Il crescente successo spinge l'editore a sparare a palle incatenate: le due storie escono contemporaneamente in libreria (le avventure brevi e le gag saranno raccolte in seguito su due album "Special Salvérius", nn. 9 e 10 della collana) e consacrano definitivamente la serie e gli autori. Che intanto hanno già terminato anche un terzo volume, "Et pour quinze cents dollars en plus" (titolo che richiama il film di Leone, ormai arrivato al successo internazionale; la storia invece va per altre strade) e lavorano al quarto, "Outlaw" (si sarebbe dovuto chiamare "Les Hors-la-Loi", ma un titolo quasi identico dell'ormai concorrente Lucky Luke convince l'editore a inglesizzare il titolo).




Una fatale notte, però, un infarto uccide nel sonno il disegnatore che lascia la trentasettesima tavola incompleta. Nello strazio della famiglia, la giovane moglie Eliane e le figlie Annie e Nathalie, e il cordoglio dell'intera casa editrice, lo spilungone timido e riservato che amava gli indiani lascia orfani anche i suoi personaggi. A completare l'album ed ereditare poi la serie sarà chiamato il collega Lambil (Willy Lambillotte), amico di Louis e proveniente anch'egli dal Bureau de dessin. Le Giacche Blu sono infatti ormai un marchio di successo che l'editore non ha nessuna intenzione di lasciar cadere.


Come ho detto, Cauvin aveva optato per una serie corale mettendo in scena l'ambiente militare di un fortino di cavalleggeri alle prese con Comanche e altre tribù, ma già al termine della prima avventura lunga lo sceneggiatore deve essersi reso conto che la scelta rischiava di portarlo molto presto a girare su sé stesso: troppe poche le variabili su cui giocare per trovare sempre nuove idee. Così, già nel secondo album completo scaraventa i suoi personaggi nel bel mezzo della Guerra di Secessione, dalla quale non usciranno più.


Trovata nuova linfa per le sue storie, Cauvin si libera ben presto anche dei due cavalleggeri riducendo il quartetto iniziale a un duo: l'ottuso militarista Chesterfield, ambizioso quanto casinista, e il suo contraltare, il pacifista, sarcastico, renitente caporale Blutch bastano e avanzano (qualche volta col supporto della guida indiana Piuma d'Argento) per reggere i plot che lo sceneggiatore mette felicemente su carta anno dopo anno.
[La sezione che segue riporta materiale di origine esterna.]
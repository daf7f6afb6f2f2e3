//! Application state shared across handlers.

use std::sync::Arc;

use sqlx::PgPool;

use crate::config::FulfillmentConfig;
use crate::services::payments::PaymentClient;

/// Application state shared across all handlers.
///
/// Cheaply cloneable via `Arc`; provides access to the database pool,
/// configuration, and the payment-provider client.
#[derive(Clone)]
pub struct AppState {
    inner: Arc<AppStateInner>,
}

struct AppStateInner {
    config: FulfillmentConfig,
    pool: PgPool,
    payments: PaymentClient,
}

impl AppState {
    /// Create a new application state.
    #[must_use]
    pub fn new(config: FulfillmentConfig, pool: PgPool) -> Self {
        let payments = PaymentClient::new(config.payment.clone());
        Self {
            inner: Arc::new(AppStateInner {
                config,
                pool,
                payments,
            }),
        }
    }

    /// Get a reference to the service configuration.
    #[must_use]
    pub fn config(&self) -> &FulfillmentConfig {
        &self.inner.config
    }

    /// Get a reference to the database connection pool.
    #[must_use]
    pub fn pool(&self) -> &PgPool {
        &self.inner.pool
    }

    /// Get a reference to the payment-provider client.
    #[must_use]
    pub fn payments(&self) -> &PaymentClient {
        &self.inner.payments
    }
}
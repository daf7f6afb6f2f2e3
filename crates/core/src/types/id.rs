//! Newtype IDs for type-safe entity references.
//!
//! Use the `define_id!` macro to create type-safe ID wrappers that prevent
//! accidentally mixing IDs from different entity types (handing an
//! `OrderId` to a function that wants a `ProductId` is a compile error).

/// Macro to define a type-safe ID wrapper around `i64`.
///
/// The wrapper derives `Debug`, `Clone`, `Copy`, `PartialEq`, `Eq`, `Hash`,
/// `PartialOrd`, `Ord`, and transparent serde, and provides `new()` /
/// `as_i64()` plus `From` conversions in both directions. IDs map directly
/// to `BIGSERIAL` primary keys.
///
/// # Example
///
/// ```rust
/// # use heron_core::define_id;
/// define_id!(ProductId);
/// define_id!(OrderId);
///
/// let product = ProductId::new(7);
/// assert_eq!(product.as_i64(), 7);
/// // let _: OrderId = product; // does not compile
/// ```
#[macro_export]
macro_rules! define_id {
    ($name:ident) => {
        #[derive(
            Debug,
            Clone,
            Copy,
            PartialEq,
            Eq,
            Hash,
            PartialOrd,
            Ord,
            ::serde::Serialize,
            ::serde::Deserialize,
        )]
        #[serde(transparent)]
        pub struct $name(i64);

        impl $name {
            /// Create a new ID from an i64 value.
            #[must_use]
            pub const fn new(id: i64) -> Self {
                Self(id)
            }

            /// Get the underlying i64 value.
            #[must_use]
            pub const fn as_i64(self) -> i64 {
                self.0
            }
        }

        impl ::core::fmt::Display for $name {
            fn fmt(&self, f: &mut ::core::fmt::Formatter<'_>) -> ::core::fmt::Result {
                write!(f, "{}", self.0)
            }
        }

        impl From<i64> for $name {
            fn from(id: i64) -> Self {
                Self(id)
            }
        }

        impl From<$name> for i64 {
            fn from(id: $name) -> Self {
                id.0
            }
        }
    };
}

define_id!(UserId);
define_id!(ProductId);
define_id!(OrderId);
define_id!(OrderItemId);
define_id!(CartId);
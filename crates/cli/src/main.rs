//! Heron CLI - Database migrations and operational tools.
//!
//! # Usage
//!
//! ```bash
//! # Run fulfillment database migrations
//! heron-cli migrate
//!
//! # Seed the catalog with demo products
//! heron-cli seed --products 20
//!
//! # Run one expiry sweep and exit
//! heron-cli sweep
//!
//! # Sweep with a shorter timeout than the service default
//! heron-cli sweep --timeout-minutes 5 --cancel
//! ```
//!
//! # Commands
//!
//! - `migrate` - Run database migrations
//! - `seed` - Seed the catalog with demo products
//! - `sweep` - Run one expiry sweep pass

#![cfg_attr(not(test), forbid(unsafe_code))]

use clap::{Parser, Subcommand};

mod commands;

#[derive(Parser)]
#[command(name = "heron-cli")]
#[command(author, version, about = "Heron fulfillment CLI tools")]
struct Cli {
    #[command(subcommand)]
    command: Commands,
}

#[derive(Subcommand)]
enum Commands {
    /// Run fulfillment database migrations
    Migrate,
    /// Seed the catalog with demo products
    Seed {
        /// Number of products to create
        #[arg(short, long, default_value_t = 20)]
        products: u32,
    },
    /// Run one expiry sweep pass and print the report
    Sweep {
        /// Reservation timeout in minutes (default matches the service)
        #[arg(long, default_value_t = 30)]
        timeout_minutes: u64,

        /// Also cancel expired orders instead of only releasing stock
        #[arg(long)]
        cancel: bool,
    },
}

#[tokio::main]
async fn main() {
    // Initialize tracing
    tracing_subscriber::fmt::init();

    let cli = Cli::parse();

    let result: Result<(), Box<dyn std::error::Error>> = run(cli).await;

    if let Err(e) = result {
        tracing::error!("Command failed: {e}");
        std::process::exit(1);
    }
}

async fn run(cli: Cli) -> Result<(), Box<dyn std::error::Error>> {
    match cli.command {
        Commands::Migrate => commands::migrate::fulfillment().await?,
        Commands::Seed { products } => commands::seed::products(products).await?,
        Commands::Sweep {
            timeout_minutes,
            cancel,
        } => commands::sweep::run(timeout_minutes, cancel).await?,
    }
    Ok(())
}
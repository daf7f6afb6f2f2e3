//! Inventory ledger: atomic reserve / release / commit / restock.
//!
//! Every operation locks the product row (`SELECT ... FOR UPDATE`) before
//! reading the counters, so two concurrent reservations can never both
//! pass the availability check against stale data. Operations take
//! `&mut PgConnection` rather than a pool: the caller owns the
//! transaction, and the ledger mutation shares its atomic boundary with
//! whatever order mutation accompanies it.

use heron_core::ProductId;
use sqlx::{PgConnection, PgPool};

use chrono::{DateTime, Utc};

use crate::models::Product;

/// Errors from ledger operations.
#[derive(Debug, thiserror::Error)]
pub enum LedgerError {
    /// The product row does not exist.
    #[error("product {0} does not exist")]
    ProductMissing(ProductId),

    /// The product exists but is not currently sellable.
    #[error("product '{name}' is unavailable")]
    ProductUnavailable {
        /// Product name, safe to show to shoppers.
        name: String,
    },

    /// Not enough unreserved stock to satisfy the request.
    #[error("insufficient stock for '{name}': {available} available")]
    InsufficientStock {
        name: String,
        /// `stock - reserved` at the time of the check.
        available: i32,
    },

    /// A commit was attempted for more units than are reserved. This is a
    /// logic bug upstream, never a normal runtime condition.
    #[error(
        "reservation underflow for product {product_id}: reserved {reserved}, commit of {requested}"
    )]
    ReservationUnderflow {
        product_id: ProductId,
        reserved: i32,
        requested: i32,
    },

    /// Database error from sqlx.
    #[error("database error: {0}")]
    Database(#[from] sqlx::Error),
}

#[derive(Debug, sqlx::FromRow)]
struct ProductRow {
    id: i64,
    name: String,
    price: i64,
    stock: i32,
    reserved: i32,
    is_active: bool,
    created_at: DateTime<Utc>,
    updated_at: DateTime<Utc>,
}

impl From<ProductRow> for Product {
    fn from(row: ProductRow) -> Self {
        Self {
            id: ProductId::new(row.id),
            name: row.name,
            price: heron_core::Money::from_minor(row.price),
            stock: row.stock,
            reserved: row.reserved,
            is_active: row.is_active,
            created_at: row.created_at,
            updated_at: row.updated_at,
        }
    }
}

/// Lock a product row for the remainder of the current transaction and
/// return its current counters.
async fn lock_product(
    conn: &mut PgConnection,
    product_id: ProductId,
) -> Result<Product, LedgerError> {
    let row = sqlx::query_as::<_, ProductRow>(
        r"
        SELECT id, name, price, stock, reserved, is_active, created_at, updated_at
        FROM store.product
        WHERE id = $1
        FOR UPDATE
        ",
    )
    .bind(product_id.as_i64())
    .fetch_optional(&mut *conn)
    .await?;

    row.map(Product::from)
        .ok_or(LedgerError::ProductMissing(product_id))
}

/// Unlocked snapshot of several products, for reporting outside a
/// transaction. Missing ids are silently absent from the result.
///
/// # Errors
///
/// Returns `LedgerError::Database` if the query fails.
pub async fn get_many(pool: &PgPool, ids: &[ProductId]) -> Result<Vec<Product>, LedgerError> {
    let raw: Vec<i64> = ids.iter().map(|id| id.as_i64()).collect();
    let rows = sqlx::query_as::<_, ProductRow>(
        r"
        SELECT id, name, price, stock, reserved, is_active, created_at, updated_at
        FROM store.product
        WHERE id = ANY($1)
        ",
    )
    .bind(&raw)
    .fetch_all(pool)
    .await?;

    Ok(rows.into_iter().map(Product::from).collect())
}

/// Reserve `quantity` units of a product.
///
/// Fails if the product is inactive or `stock - reserved < quantity`.
/// On success increments `reserved` and returns the product as it was at
/// the moment of the check (price and name snapshots for the caller).
/// `stock` is untouched; reservation never removes units from the pool.
///
/// # Errors
///
/// `ProductMissing`, `ProductUnavailable`, `InsufficientStock`, or a
/// database error.
pub async fn reserve(
    conn: &mut PgConnection,
    product_id: ProductId,
    quantity: i32,
) -> Result<Product, LedgerError> {
    let product = lock_product(conn, product_id).await?;

    if !product.is_active {
        return Err(LedgerError::ProductUnavailable {
            name: product.name,
        });
    }
    let available = product.available();
    if available < quantity {
        return Err(LedgerError::InsufficientStock {
            name: product.name,
            available,
        });
    }

    sqlx::query("UPDATE store.product SET reserved = reserved + $2, updated_at = now() WHERE id = $1")
        .bind(product_id.as_i64())
        .bind(quantity)
        .execute(&mut *conn)
        .await?;

    Ok(product)
}

/// Release `quantity` reserved units back to the available pool.
///
/// Clamps at zero rather than letting `reserved` go negative: an
/// inconsistent caller gets a warning in the logs, not a broken invariant.
///
/// # Errors
///
/// `ProductMissing` or a database error.
pub async fn release(
    conn: &mut PgConnection,
    product_id: ProductId,
    quantity: i32,
) -> Result<(), LedgerError> {
    let product = lock_product(conn, product_id).await?;

    let actual = quantity.min(product.reserved);
    if actual < quantity {
        tracing::warn!(
            product_id = %product_id,
            reserved = product.reserved,
            requested = quantity,
            "over-release clamped to current reservation"
        );
    }
    if actual == 0 {
        return Ok(());
    }

    sqlx::query("UPDATE store.product SET reserved = reserved - $2, updated_at = now() WHERE id = $1")
        .bind(product_id.as_i64())
        .bind(actual)
        .execute(&mut *conn)
        .await?;

    Ok(())
}

/// Release `quantity` units only if the product currently holds at least
/// that many in reserve; returns whether anything was released.
///
/// Used by the expiry sweeper, where a lower `reserved` count means
/// another process already reclaimed the hold and releasing again would
/// eat someone else's reservation.
///
/// # Errors
///
/// `ProductMissing` or a database error.
pub async fn release_if_held(
    conn: &mut PgConnection,
    product_id: ProductId,
    quantity: i32,
) -> Result<bool, LedgerError> {
    let product = lock_product(conn, product_id).await?;

    if product.reserved < quantity {
        tracing::warn!(
            product_id = %product_id,
            reserved = product.reserved,
            requested = quantity,
            "skipping release: reservation no longer held"
        );
        return Ok(false);
    }

    sqlx::query("UPDATE store.product SET reserved = reserved - $2, updated_at = now() WHERE id = $1")
        .bind(product_id.as_i64())
        .bind(quantity)
        .execute(&mut *conn)
        .await?;

    Ok(true)
}

/// Convert a reservation into a permanent sale: decrement both `stock`
/// and `reserved`. The only operation that removes units from the
/// sellable pool.
///
/// # Errors
///
/// `ReservationUnderflow` if fewer than `quantity` units are reserved -
/// that indicates a bug upstream and fails loudly instead of letting the
/// counters underflow. Also `ProductMissing` or a database error.
pub async fn commit(
    conn: &mut PgConnection,
    product_id: ProductId,
    quantity: i32,
) -> Result<(), LedgerError> {
    let product = lock_product(conn, product_id).await?;

    if product.reserved < quantity {
        return Err(LedgerError::ReservationUnderflow {
            product_id,
            reserved: product.reserved,
            requested: quantity,
        });
    }

    sqlx::query(
        r"
        UPDATE store.product
        SET stock = stock - $2, reserved = reserved - $2, updated_at = now()
        WHERE id = $1
        ",
    )
    .bind(product_id.as_i64())
    .bind(quantity)
    .execute(&mut *conn)
    .await?;

    Ok(())
}

/// Return `quantity` units to the sellable pool after a post-payment
/// cancellation or return.
///
/// Distinct from [`release`]: the units were already committed out of
/// `stock`, so this increments `stock` and leaves `reserved` alone.
///
/// # Errors
///
/// `ProductMissing` or a database error.
pub async fn restock(
    conn: &mut PgConnection,
    product_id: ProductId,
    quantity: i32,
) -> Result<(), LedgerError> {
    // Lock first so the row is known to exist and the update serializes
    // with concurrent ledger operations.
    lock_product(conn, product_id).await?;

    sqlx::query("UPDATE store.product SET stock = stock + $2, updated_at = now() WHERE id = $1")
        .bind(product_id.as_i64())
        .bind(quantity)
        .execute(&mut *conn)
        .await?;

    Ok(())
}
Anche il genere di storie congeniali a Cauvin sono ben lontane da quelle del pistolero più veloce della sua ombra che intanto prosegue felicemente la sua cavalcata sulle pagine di Pilote con l'arrivo ai testi del grande René Goscinny. Se quest'ultimo, come metodo di lavoro, prende un argomento (che sia il giovane pistolero Billy the Kid o l'ennesima evasione dei Dalton) e col suo genio ne spreme fino all'ultima goccia tutte le trovate umoristiche possibili, lo sceneggiatore della Tuniques Bleues preferisce costruire delle vicende avventurose più simili a quelle dello Charlier di Blueberry, con missioni impossibili e continui colpi di scena, incaricando poi i suoi protagonisti di trarne divertimento per i lettori mettendo in campo la propria imbranataggine.

Salvérius si rivela l'autore più adatto a dar vita grafica al progetto narrativo dell'amico e collega. Se nelle primissime storie brevi basate solo su rapide gag abbozza dei personaggi che sono poco più che pupazzetti, appena le trame si fanno più complesse aggiunge dosi di realismo non sono nelle anatomie più slanciate dei suoi attori di carta, ma anche nelle inquadrature che prendono un taglio più avventuroso e cinematografico capace di coinvolgere ed emozionare il lettore che viene avvinto dalle scene d'azione intanto che ride delle continue baruffe tra il sergente, il caporale e i vari comprimari.


Un vero peccato che il disegnatore di Ghlin ci sia stato strappato così presto e brutalmente. Chissà quante magnifiche tavole avrebbe potuto regalarci ancora.


Nelle mani di Lambil la serie ha comunque superato i sessanta album e i venti milioni di copie vendute; abbandonata anche da Cauvin colpito da un tumore incurabile, è portata avanti da Lambil (ormai più che ottantenne) e nuovi autori.